**WHAT THE EXERCISE ASKS:**
Line by line, set down the records exactly as they appear below.

### DATA TO EXAMINE

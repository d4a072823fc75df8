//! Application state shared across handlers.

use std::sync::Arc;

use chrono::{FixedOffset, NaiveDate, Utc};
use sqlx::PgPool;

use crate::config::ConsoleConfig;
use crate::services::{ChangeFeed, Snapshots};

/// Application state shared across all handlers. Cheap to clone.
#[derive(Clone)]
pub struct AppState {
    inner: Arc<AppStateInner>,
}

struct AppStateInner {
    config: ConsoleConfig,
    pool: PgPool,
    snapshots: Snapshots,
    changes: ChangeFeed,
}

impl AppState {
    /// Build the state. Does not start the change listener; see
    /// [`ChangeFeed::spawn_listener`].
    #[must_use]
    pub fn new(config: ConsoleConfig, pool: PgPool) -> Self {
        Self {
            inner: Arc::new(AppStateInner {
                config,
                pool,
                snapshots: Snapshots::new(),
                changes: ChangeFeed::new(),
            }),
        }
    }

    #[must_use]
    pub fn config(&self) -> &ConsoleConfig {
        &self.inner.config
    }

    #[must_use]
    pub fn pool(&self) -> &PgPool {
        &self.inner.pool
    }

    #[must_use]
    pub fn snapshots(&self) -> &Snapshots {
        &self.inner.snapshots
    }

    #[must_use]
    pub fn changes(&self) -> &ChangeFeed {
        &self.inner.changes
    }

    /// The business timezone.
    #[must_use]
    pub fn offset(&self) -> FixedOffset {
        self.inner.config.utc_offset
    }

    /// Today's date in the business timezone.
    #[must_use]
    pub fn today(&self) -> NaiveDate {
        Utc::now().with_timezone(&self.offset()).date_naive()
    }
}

######

**ANSWER AREA:**
repository d4a072823fc75df8
//! Application state shared across handlers.

use std::sync::Arc;

use chrono::{FixedOffset, NaiveDate, Utc};
use sqlx::PgPool;

use crate::config::ConsoleConfig;
use crate::services::{ChangeFeed, Snapshots};

/// Application state shared across all handlers. Cheap to clone.
#[derive(Clone)]
pub struct AppState {
    inner: Arc<AppStateInner>,
}

struct AppStateInner {
    config: ConsoleConfig,
    pool: PgPool,
    snapshots: Snapshots,
    changes: ChangeFeed,
}

impl AppState {
    /// Build the state. Does not start the change listener; see
    /// [`ChangeFeed::spawn_listener`].
    #[must_use]
    pub fn new(config: ConsoleConfig, pool: PgPool) -> Self {
        Self {
            inner: Arc::new(AppStateInner {
                config,
                pool,
                snapshots: Snapshots::new(),
                changes: ChangeFeed::new(),
            }),
        }
    }

    #[must_use]
    pub fn config(&self) -> &ConsoleConfig {
        &self.inner.config
    }

    #[must_use]
    pub fn pool(&self) -> &PgPool {
        &self.inner.pool
    }

    #[must_use]
    pub fn snapshots(&self) -> &Snapshots {
        &self.inner.snapshots
    }

    #[must_use]
    pub fn changes(&self) -> &ChangeFeed {
        &self.inner.changes
    }

    /// The business timezone.
    #[must_use]
    pub fn offset(&self) -> FixedOffset {
        self.inner.config.utc_offset
    }

    /// Today's date in the business timezone.
    #[must_use]
    pub fn today(&self) -> NaiveDate {
        Utc::now().with_timezone(&self.offset()).date_naive()
    }
}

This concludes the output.